Problem to solve ::
Among the entries below, count the lines where the string "next" occurs, and give only the number.

[Saved data entries]
╭──
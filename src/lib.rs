//! Reading PLY (polygon file format) files.
//!
//! A PLY file starts with a textual header declaring *elements* (e.g.
//! `vertex` and `face`), each with a number of rows and a list of typed
//! *properties*. The header is followed by the data section in one of three
//! encodings: ASCII, binary little endian or binary big endian.
//!
//! ```
//! let file = b"\
//!     ply\n\
//!     format ascii 1.0\n\
//!     element vertex 2\n\
//!     property float32 x\n\
//!     property float32 y\n\
//!     property list uint8 int32 indices\n\
//!     end_header\n\
//!     1.0 2.0 2 10 20\n\
//!     3.0 4.0 0\n";
//!
//! let schema = ply_reader::read(&file[..])?;
//! assert_eq!(schema.get::<f32>("vertex", "y", 0), Some(2.0));
//! assert_eq!(schema.get_list::<i32>("vertex", "indices", 0), Some(&[10, 20][..]));
//! assert_eq!(schema.list("vertex", "indices", 1).map(|l| l.len()), Some(0));
//! # Ok::<(), ply_reader::Error>(())
//! ```
//!
//! All values are stored in typed columns ([`PropertyData`]), independent of
//! the encoding they were read from.

#[cfg(test)]
#[macro_use]
mod test_utils;

mod codec;
mod error;
mod header;
mod parse;
mod read;
mod schema;
mod types;
mod value;


pub use self::{
    error::{Error, Position},
    read::{read, Reader},
    schema::{ElementDef, Encoding, PropIndex, PropVec, PropertyDef, PropertyType, Schema},
    types::{Primitive, ScalarLen, ScalarType, ScalarTypeParseError, ALL_SCALAR_TYPES},
    value::{Column, List, PropertyData, Scalar},
};
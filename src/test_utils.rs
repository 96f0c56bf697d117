//! Helpers for tests. Only compiled in test mode.

use crate::{
    error::Error,
    schema::Schema,
};


/// Returns a `Cursor` over the given file in `src/test_files/`.
macro_rules! include_test_file {
    ($filename:expr) => {{
        let bytes = include_bytes!(concat!("test_files/", $filename)) as &[u8];
        std::io::Cursor::new(bytes)
    }}
}

/// Reads a whole PLY file from a string.
pub(crate) fn read_str(src: &str) -> Result<Schema, Error> {
    crate::read(src.as_bytes())
}

/// Like `read_str`, but for files with binary data: `header` is followed by
/// the raw bytes of `body`.
pub(crate) fn read_with_body(header: &str, body: &[u8]) -> Result<Schema, Error> {
    let mut data = header.as_bytes().to_vec();
    data.extend_from_slice(body);
    crate::read(&data[..])
}
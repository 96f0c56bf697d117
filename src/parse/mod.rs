//! Low level access to the bytes of a PLY file.
//!
//! The header and ASCII data section are consumed line by line, binary data
//! sections in chunks of a fixed number of bytes. [`Input`] offers exactly
//! these two operations; [`buf::Buffer`] implements it for every
//! `io::Read`.

use std::io;


pub(crate) mod buf;

/// A source of lines and fixed size byte chunks.
pub(crate) trait Input {
    /// Takes the next line (without the `\n` terminator) and passes it to
    /// `func`. The last line of the input doesn't need a terminator. Returns
    /// `Ok(None)` if the input is exhausted.
    fn take_line<F, O, E>(&mut self, func: F) -> Result<Option<O>, E>
    where
        F: FnOnce(&[u8]) -> Result<O, E>,
        E: From<io::Error>;

    /// Takes the next `num_bytes` bytes and passes them to `func`. Returns
    /// `Ok(None)` (and consumes everything) if there are fewer than
    /// `num_bytes` bytes left.
    fn take_bytes<F, O, E>(&mut self, num_bytes: usize, func: F) -> Result<Option<O>, E>
    where
        F: FnOnce(&[u8]) -> Result<O, E>,
        E: From<io::Error>;

    /// Number of bytes consumed so far.
    fn offset(&self) -> usize;
}

/// Removes trailing whitespace (including a `\r` from a `\r\n` line break)
/// and leading whitespace.
pub(crate) fn trim_line(line: &[u8]) -> &[u8] {
    let start = line.iter().position(|b| !b.is_ascii_whitespace()).unwrap_or(line.len());
    let end = line.iter().rposition(|b| !b.is_ascii_whitespace()).map_or(start, |i| i + 1);
    &line[start..end]
}

/// Formats bytes for error messages: as string if they are valid UTF-8, as
/// list of numbers otherwise.
pub(crate) fn debug_fmt_bytes(data: &[u8]) -> String {
    if let Ok(s) = std::str::from_utf8(data) {
        format!("{:?}", s)
    } else {
        format!("{:?}", data)
    }
}
//! Measures PLY read (parse) speed for all three encodings.

use std::io::Cursor;
use criterion::{
    criterion_group, criterion_main, black_box, Criterion, Throughput,
};

use ply_reader::{Reader, Schema};


/// Generates a grid mesh with `n * n` vertices (position + color) and
/// `2 * (n - 1)^2` triangles in the given encoding.
fn grid(n: u32, format: &str) -> Vec<u8> {
    let num_faces = 2 * (n - 1) * (n - 1);
    let mut out = format!(
        "ply\n\
            format {} 1.0\n\
            comment generated grid\n\
            element vertex {}\n\
            property float x\n\
            property float y\n\
            property float z\n\
            property uchar red\n\
            property uchar green\n\
            property uchar blue\n\
            element face {}\n\
            property list uchar uint vertex_indices\n\
            end_header\n",
        format,
        n * n,
        num_faces,
    ).into_bytes();

    let mut faces = Vec::new();
    for y in 0..n - 1 {
        for x in 0..n - 1 {
            let i = y * n + x;
            faces.push([i, i + 1, i + n]);
            faces.push([i + 1, i + n + 1, i + n]);
        }
    }

    let put = |out: &mut Vec<u8>, v: &[u8]| out.extend_from_slice(v);
    let color = |i: u32| (i % 256) as u8;
    match format {
        "ascii" => {
            for i in 0..n * n {
                let line = format!(
                    "{} {} {} {} {} {}\n",
                    (i % n) as f32 * 0.5,
                    (i / n) as f32 * 0.5,
                    ((i % 7) as f32).sin(),
                    color(i), color(i + 85), color(i + 170),
                );
                put(&mut out, line.as_bytes());
            }
            for f in &faces {
                put(&mut out, format!("3 {} {} {}\n", f[0], f[1], f[2]).as_bytes());
            }
        }
        _ => {
            let le = format == "binary_little_endian";
            let f32_bytes = |v: f32| if le { v.to_le_bytes() } else { v.to_be_bytes() };
            let u32_bytes = |v: u32| if le { v.to_le_bytes() } else { v.to_be_bytes() };

            for i in 0..n * n {
                put(&mut out, &f32_bytes((i % n) as f32 * 0.5));
                put(&mut out, &f32_bytes((i / n) as f32 * 0.5));
                put(&mut out, &f32_bytes(((i % 7) as f32).sin()));
                put(&mut out, &[color(i), color(i + 85), color(i + 170)]);
            }
            for f in &faces {
                put(&mut out, &[3]);
                for &idx in f {
                    put(&mut out, &u32_bytes(idx));
                }
            }
        }
    }

    out
}

fn read(data: &[u8]) -> Schema {
    Reader::new(Cursor::new(data))
        .and_then(|reader| reader.read())
        .expect("failed to read generated file")
}

fn read_grid(c: &mut Criterion) {
    let mut group = c.benchmark_group("read_grid");

    for &format in &["ascii", "binary_little_endian", "binary_big_endian"] {
        let data = grid(200, format);
        group.throughput(Throughput::Bytes(data.len() as u64));
        group.bench_function(format, |b| b.iter(|| black_box(read(black_box(&data)))));
    }

    group.finish();
}

fn header_only(c: &mut Criterion) {
    let data = grid(2, "binary_little_endian");
    c.bench_function("header_only", |b| {
        b.iter(|| black_box(Reader::new(Cursor::new(black_box(&data[..]))).map(|r| r.encoding())))
    });
}


criterion_group!(benches, read_grid, header_only);
criterion_main!(benches);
╰──
Answer to this problem ::
2